#### [Problem details]
Return each line of the records below that contains the word "writeln".

#### [Material for this task]
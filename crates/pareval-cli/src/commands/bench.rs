use std::fs;
use std::io::{self, BufWriter, Write};
use std::path::PathBuf;
use std::time::Duration;

use pareval_rt::{
    Config, Dataset, DatasetLayout, Evaluator, LexiconEvaluator, Mode, StrategyRunner, SweepConfig,
};

use super::load_sweep;
use crate::error::{convert_io_error, CliError};

/// Options of `pareval bench`, after flag parsing.
#[derive(Debug)]
pub struct BenchOptions {
    pub dataset: PathBuf,
    pub layout: DatasetLayout,
    pub threads: Vec<usize>,
    pub runs: usize,
    pub config: Option<PathBuf>,
    pub csv: Option<PathBuf>,
}

/// Average sweep time of one mode and thread count.
#[derive(Debug, Clone, PartialEq)]
pub struct BenchRow {
    pub mode: Mode,
    pub threads: usize,
    pub avg_time: f64,
    /// Sequential average divided by this row's average.
    pub speedup: f64,
}

/// Times the sequential baseline, then every parallel mode at every thread
/// count, each averaged over `runs` sweeps of the same in-memory dataset.
pub fn handle_bench(options: BenchOptions) -> Result<(), CliError> {
    if options.runs == 0 {
        return Err(CliError::InvalidRuns);
    }
    let sweep = load_sweep(options.config.as_deref())?;
    sweep.validate()?;
    let dataset = Dataset::load(&options.dataset, options.layout)?;

    let rows = benchmark(&options, &sweep, &dataset, &LexiconEvaluator)?;
    print_table(&rows);

    if let Some(path) = &options.csv {
        let file = fs::File::create(path).map_err(|e| convert_io_error(e, path.clone()))?;
        write_csv(BufWriter::new(file), &rows).map_err(|e| convert_io_error(e, path.clone()))?;
        log::info!("Wrote {} benchmark rows to {}", rows.len(), path.display());
    }
    Ok(())
}

fn benchmark(
    options: &BenchOptions,
    sweep: &SweepConfig,
    dataset: &Dataset,
    evaluator: &dyn Evaluator,
) -> Result<Vec<BenchRow>, CliError> {
    let config_for = |mode: Mode, threads: usize| {
        Config::new(mode, Some(threads), &options.dataset)
            .with_layout(options.layout)
            .with_sweep(sweep.clone())
    };

    let runs = options.runs;
    let baseline = average_time(&config_for(Mode::Sequential, 1), dataset, evaluator, runs)?;
    log::info!("Sequential baseline: {:.4}s", baseline);

    let mut rows = vec![BenchRow {
        mode: Mode::Sequential,
        threads: 1,
        avg_time: baseline,
        speedup: 1.0,
    }];
    for mode in Mode::ALL.into_iter().filter(Mode::is_parallel) {
        for &threads in &options.threads {
            let avg_time = average_time(&config_for(mode, threads), dataset, evaluator, runs)?;
            let speedup = if avg_time > 0.0 { baseline / avg_time } else { 0.0 };
            log::info!(
                "{} with {} threads: {:.4}s, speedup {:.2}",
                mode,
                threads,
                avg_time,
                speedup
            );
            rows.push(BenchRow {
                mode,
                threads,
                avg_time,
                speedup,
            });
        }
    }
    Ok(rows)
}

fn average_time(
    config: &Config,
    dataset: &Dataset,
    evaluator: &dyn Evaluator,
    runs: usize,
) -> Result<f64, CliError> {
    let runner = StrategyRunner::new(config, evaluator);
    let mut total = Duration::ZERO;
    for run in 0..runs {
        let report = runner.run(dataset)?;
        log::debug!("{} run {}: {:?}", config.mode, run + 1, report.elapsed);
        total += report.elapsed;
    }
    Ok(total.as_secs_f64() / runs as f64)
}

fn print_table(rows: &[BenchRow]) {
    println!("{:<10} {:>7} {:>12} {:>8}", "mode", "threads", "avg_time(s)", "speedup");
    for row in rows {
        println!(
            "{:<10} {:>7} {:>12.4} {:>8.2}",
            row.mode.as_str(),
            row.threads,
            row.avg_time,
            row.speedup
        );
    }
}

/// Writes `mode,threads,avg_time,speedup` rows with a header line.
pub fn write_csv<W: Write>(mut out: W, rows: &[BenchRow]) -> io::Result<()> {
    writeln!(out, "mode,threads,avg_time,speedup")?;
    for row in rows {
        writeln!(
            out,
            "{},{},{:.6},{:.4}",
            row.mode.as_str(),
            row.threads,
            row.avg_time,
            row.speedup
        )?;
    }
    out.flush()
}

#[cfg(test)]
mod tests {
    use super::*;
    use pareval_rt::{ConstantEvaluator, Record};

    #[test]
    fn test_csv_format() {
        let rows = vec![
            BenchRow {
                mode: Mode::Sequential,
                threads: 1,
                avg_time: 0.5,
                speedup: 1.0,
            },
            BenchRow {
                mode: Mode::DequeSteal,
                threads: 4,
                avg_time: 0.125,
                speedup: 4.0,
            },
        ];
        let mut out = Vec::new();
        write_csv(&mut out, &rows).unwrap();
        assert_eq!(
            String::from_utf8(out).unwrap(),
            "mode,threads,avg_time,speedup\ns,1,0.500000,1.0000\np-steal,4,0.125000,4.0000\n"
        );
    }

    #[test]
    fn test_benchmark_covers_every_parallel_mode() {
        let dataset: Dataset = (0..50).map(|i| Record::new("0", format!("r{}", i))).collect();
        let options = BenchOptions {
            dataset: PathBuf::from("in-memory.csv"),
            layout: DatasetLayout::Balanced,
            threads: vec![2, 3],
            runs: 2,
            config: None,
            csv: None,
        };
        let sweep = SweepConfig::default();
        let rows = benchmark(&options, &sweep, &dataset, &ConstantEvaluator(0.5)).unwrap();

        assert_eq!(rows.len(), 1 + 3 * 2);
        assert_eq!(rows[0].mode, Mode::Sequential);
        assert_eq!(rows[0].speedup, 1.0);
        let modes: Vec<(Mode, usize)> = rows[1..].iter().map(|r| (r.mode, r.threads)).collect();
        assert_eq!(
            modes,
            vec![
                (Mode::BarrierParallel, 2),
                (Mode::BarrierParallel, 3),
                (Mode::DequeNoSteal, 2),
                (Mode::DequeNoSteal, 3),
                (Mode::DequeSteal, 2),
                (Mode::DequeSteal, 3),
            ]
        );
    }

    #[test]
    fn test_zero_runs_rejected() {
        let options = BenchOptions {
            dataset: PathBuf::from("unused.csv"),
            layout: DatasetLayout::Balanced,
            threads: vec![2],
            runs: 0,
            config: None,
            csv: None,
        };
        assert!(matches!(handle_bench(options), Err(CliError::InvalidRuns)));
    }
}
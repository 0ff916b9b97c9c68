use std::fmt;
use std::fs;
use std::path::{Path, PathBuf};
use std::str::FromStr;

use serde::{Deserialize, Serialize};

use crate::error::ConfigError;

/// How the records of one threshold round are distributed over workers.
#[derive(Debug, Clone, Copy, PartialEq, Eq, Hash)]
pub enum Mode {
    /// One pass over the whole dataset on the calling thread.
    Sequential,
    /// Static chunks, one worker each, joined through a barrier.
    BarrierParallel,
    /// Static chunks seeded into per-worker deques, no stealing.
    DequeNoSteal,
    /// Per-worker deques; idle workers steal from random victims.
    DequeSteal,
}

impl Mode {
    pub const ALL: [Mode; 4] = [
        Mode::Sequential,
        Mode::BarrierParallel,
        Mode::DequeNoSteal,
        Mode::DequeSteal,
    ];

    /// Short name used on the command line and in benchmark output.
    pub fn as_str(&self) -> &'static str {
        match self {
            Mode::Sequential => "s",
            Mode::BarrierParallel => "p-normal",
            Mode::DequeNoSteal => "p-nosteal",
            Mode::DequeSteal => "p-steal",
        }
    }

    pub fn description(&self) -> &'static str {
        match self {
            Mode::Sequential => "run sequentially",
            Mode::BarrierParallel => "static chunks per worker, synchronised with a barrier",
            Mode::DequeNoSteal => "static chunks in per-worker deques, no stealing",
            Mode::DequeSteal => "per-worker deques with random-victim work stealing",
        }
    }

    pub fn is_parallel(&self) -> bool {
        !matches!(self, Mode::Sequential)
    }
}

impl fmt::Display for Mode {
    fn fmt(&self, f: &mut fmt::Formatter<'_>) -> fmt::Result {
        f.write_str(self.as_str())
    }
}

impl FromStr for Mode {
    type Err = ConfigError;

    fn from_str(s: &str) -> Result<Self, Self::Err> {
        match s {
            "s" | "sequential" => Ok(Mode::Sequential),
            "p-normal" => Ok(Mode::BarrierParallel),
            "p-nosteal" => Ok(Mode::DequeNoSteal),
            "p-steal" => Ok(Mode::DequeSteal),
            other => Err(ConfigError::UnknownMode(other.to_string())),
        }
    }
}

/// Record order applied after loading.
#[derive(Debug, Clone, Copy, Default, PartialEq, Eq, Serialize, Deserialize)]
#[serde(rename_all = "lowercase")]
pub enum DatasetLayout {
    /// File order.
    #[default]
    Balanced,
    /// Stable sort by text length, shortest first. Later static chunks then
    /// carry longer, costlier records.
    Imbalanced,
}

impl FromStr for DatasetLayout {
    type Err = ConfigError;

    fn from_str(s: &str) -> Result<Self, Self::Err> {
        match s {
            "balanced" => Ok(DatasetLayout::Balanced),
            "imbalanced" => Ok(DatasetLayout::Imbalanced),
            other => Err(ConfigError::UnknownLayout(other.to_string())),
        }
    }
}

/// Thresholds swept when no config file overrides them.
pub const DEFAULT_THRESHOLDS: [f32; 14] = [
    0.1, 0.15, 0.2, 0.25, 0.3, 0.35, 0.4, 0.45, 0.5, 0.55, 0.6, 0.65, 0.7, 0.75,
];

/// Sweep settings, loadable from a TOML file.
#[derive(Debug, Clone, PartialEq, Serialize, Deserialize)]
#[serde(default)]
pub struct SweepConfig {
    /// Score cutoffs, evaluated in this order.
    pub thresholds: Vec<f32>,

    /// Label value treated as the positive class.
    pub positive_label: String,

    /// Where the precision/recall table is written.
    pub output: PathBuf,

    /// Optional plotting script, run as `python <script> <output>`.
    pub plot_script: Option<PathBuf>,
}

impl Default for SweepConfig {
    fn default() -> Self {
        SweepConfig {
            thresholds: DEFAULT_THRESHOLDS.to_vec(),
            positive_label: "0".to_string(),
            output: PathBuf::from("results/PrecisionRecall.txt"),
            plot_script: None,
        }
    }
}

impl SweepConfig {
    /// Reads a sweep configuration from a TOML file. Missing keys keep their defaults.
    pub fn from_file(path: &Path) -> Result<Self, ConfigError> {
        let contents = fs::read_to_string(path).map_err(|source| ConfigError::Read {
            path: path.to_path_buf(),
            source,
        })?;
        toml::from_str(&contents).map_err(|source| ConfigError::Parse {
            path: path.to_path_buf(),
            source,
        })
    }

    pub fn validate(&self) -> Result<(), ConfigError> {
        if self.thresholds.is_empty() {
            return Err(ConfigError::EmptySweep);
        }
        if let Some(bad) = self
            .thresholds
            .iter()
            .find(|t| !(0.0..=1.0).contains(*t))
        {
            return Err(ConfigError::InvalidThreshold(*bad));
        }
        Ok(())
    }
}

/// Everything one run needs. Immutable once the run starts.
#[derive(Debug, Clone)]
pub struct Config {
    pub mode: Mode,
    /// Worker count. Ignored by [`Mode::Sequential`].
    pub threads: usize,
    pub dataset: PathBuf,
    pub layout: DatasetLayout,
    pub sweep: SweepConfig,
}

impl Config {
    /// A config with the default sweep and balanced layout. A `threads` of
    /// `None` uses one worker per logical CPU.
    pub fn new(mode: Mode, threads: Option<usize>, dataset: impl Into<PathBuf>) -> Self {
        Config {
            mode,
            threads: threads.unwrap_or_else(num_cpus::get),
            dataset: dataset.into(),
            layout: DatasetLayout::default(),
            sweep: SweepConfig::default(),
        }
    }

    pub fn with_layout(mut self, layout: DatasetLayout) -> Self {
        self.layout = layout;
        self
    }

    pub fn with_sweep(mut self, sweep: SweepConfig) -> Self {
        self.sweep = sweep;
        self
    }

    /// Worker threads the run will actually use.
    pub fn workers(&self) -> usize {
        if self.mode.is_parallel() {
            self.threads
        } else {
            1
        }
    }

    pub fn validate(&self) -> Result<(), ConfigError> {
        if self.mode.is_parallel() && self.threads == 0 {
            return Err(ConfigError::MissingThreads(self.mode));
        }
        self.sweep.validate()
    }
}

#[cfg(test)]
mod tests {
    use super::*;
    use std::io::Write;
    use tempfile::NamedTempFile;

    #[test]
    fn test_mode_names_round_trip() {
        for mode in Mode::ALL {
            assert_eq!(mode.as_str().parse::<Mode>().unwrap(), mode);
        }
        assert!(matches!(
            "p-fast".parse::<Mode>(),
            Err(ConfigError::UnknownMode(m)) if m == "p-fast"
        ));
    }

    #[test]
    fn test_parallel_mode_needs_threads() {
        let config = Config::new(Mode::DequeSteal, Some(0), "data.csv");
        assert!(matches!(config.validate(), Err(ConfigError::MissingThreads(Mode::DequeSteal))));
    }

    #[test]
    fn test_sequential_ignores_threads() {
        let config = Config::new(Mode::Sequential, Some(0), "data.csv");
        assert!(config.validate().is_ok());
        assert_eq!(config.workers(), 1);
    }

    #[test]
    fn test_default_sweep() {
        let sweep = SweepConfig::default();
        assert_eq!(sweep.thresholds.len(), 14);
        assert_eq!(sweep.thresholds[0], 0.1);
        assert_eq!(sweep.thresholds[13], 0.75);
        assert!(sweep.validate().is_ok());
    }

    #[test]
    fn test_invalid_thresholds() {
        let mut sweep = SweepConfig::default();
        sweep.thresholds = vec![];
        assert!(matches!(sweep.validate(), Err(ConfigError::EmptySweep)));
        sweep.thresholds = vec![0.5, 1.5];
        assert!(matches!(sweep.validate(), Err(ConfigError::InvalidThreshold(t)) if t == 1.5));
        sweep.thresholds = vec![f32::NAN];
        assert!(matches!(sweep.validate(), Err(ConfigError::InvalidThreshold(_))));
    }

    #[test]
    fn test_sweep_from_toml_keeps_defaults() {
        let mut file = NamedTempFile::new().unwrap();
        writeln!(file, "thresholds = [0.2, 0.4]").unwrap();
        writeln!(file, "positive_label = \"neg\"").unwrap();
        let sweep = SweepConfig::from_file(file.path()).unwrap();
        assert_eq!(sweep.thresholds, vec![0.2, 0.4]);
        assert_eq!(sweep.positive_label, "neg");
        assert_eq!(sweep.output, PathBuf::from("results/PrecisionRecall.txt"));
        assert!(sweep.plot_script.is_none());
    }

    #[test]
    fn test_sweep_from_bad_toml() {
        let mut file = NamedTempFile::new().unwrap();
        writeln!(file, "thresholds = \"nope\"").unwrap();
        assert!(matches!(SweepConfig::from_file(file.path()), Err(ConfigError::Parse { .. })));
        assert!(matches!(
            SweepConfig::from_file(Path::new("/definitely/not/here.toml")),
            Err(ConfigError::Read { .. })
        ));
    }
}
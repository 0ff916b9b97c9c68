use std::io;
use std::path::PathBuf;

use thiserror::Error;

use crate::config::Mode;
use crate::types::WorkerId;

/// Problems with the run configuration. Raised before any work starts.
#[derive(Error, Debug)]
pub enum ConfigError {
    #[error("Unknown execution mode '{0}'. Expected one of: s, p-normal, p-nosteal, p-steal")]
    UnknownMode(String),

    #[error("Unknown dataset layout '{0}'. Expected 'balanced' or 'imbalanced'")]
    UnknownLayout(String),

    #[error("Mode {0} needs at least one worker thread")]
    MissingThreads(Mode),

    #[error("The threshold sweep is empty")]
    EmptySweep,

    #[error("Threshold {0} is not a number in [0, 1]")]
    InvalidThreshold(f32),

    #[error("Failed to read config file {path}")]
    Read {
        path: PathBuf,
        #[source]
        source: io::Error,
    },

    #[error("Invalid config file {path}")]
    Parse {
        path: PathBuf,
        #[source]
        source: toml::de::Error,
    },
}

/// Problems loading the dataset. Always fatal; no partial results are produced.
#[derive(Error, Debug)]
pub enum DatasetError {
    #[error("Failed to read dataset {path}")]
    Io {
        path: PathBuf,
        #[source]
        source: io::Error,
    },

    #[error("Malformed CSV at line {line}: {reason}")]
    Malformed { line: usize, reason: String },

    #[error("Row at line {line} has {found} column(s); expected a label and a text column")]
    MissingColumns { line: usize, found: usize },

    #[error("Dataset {0} contains no records")]
    Empty(PathBuf),
}

/// Errors surfaced by a sweep.
#[derive(Error, Debug)]
pub enum RuntimeError {
    #[error(transparent)]
    Config(#[from] ConfigError),

    #[error(transparent)]
    Dataset(#[from] DatasetError),

    #[error("Worker {worker} panicked while evaluating threshold {threshold}")]
    WorkerPanicked { worker: WorkerId, threshold: f32 },

    #[error("Deque for worker {0} already has an owner")]
    DequeOwned(WorkerId),
}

#### [Finished task]
    writeln!(out, "mode,threads,avg_time,speedup")?;
        writeln!(
        writeln!(file, "thresholds = [0.2, 0.4]").unwrap();
        writeln!(file, "positive_label = \"neg\"").unwrap();
        writeln!(file, "thresholds = \"nope\"").unwrap();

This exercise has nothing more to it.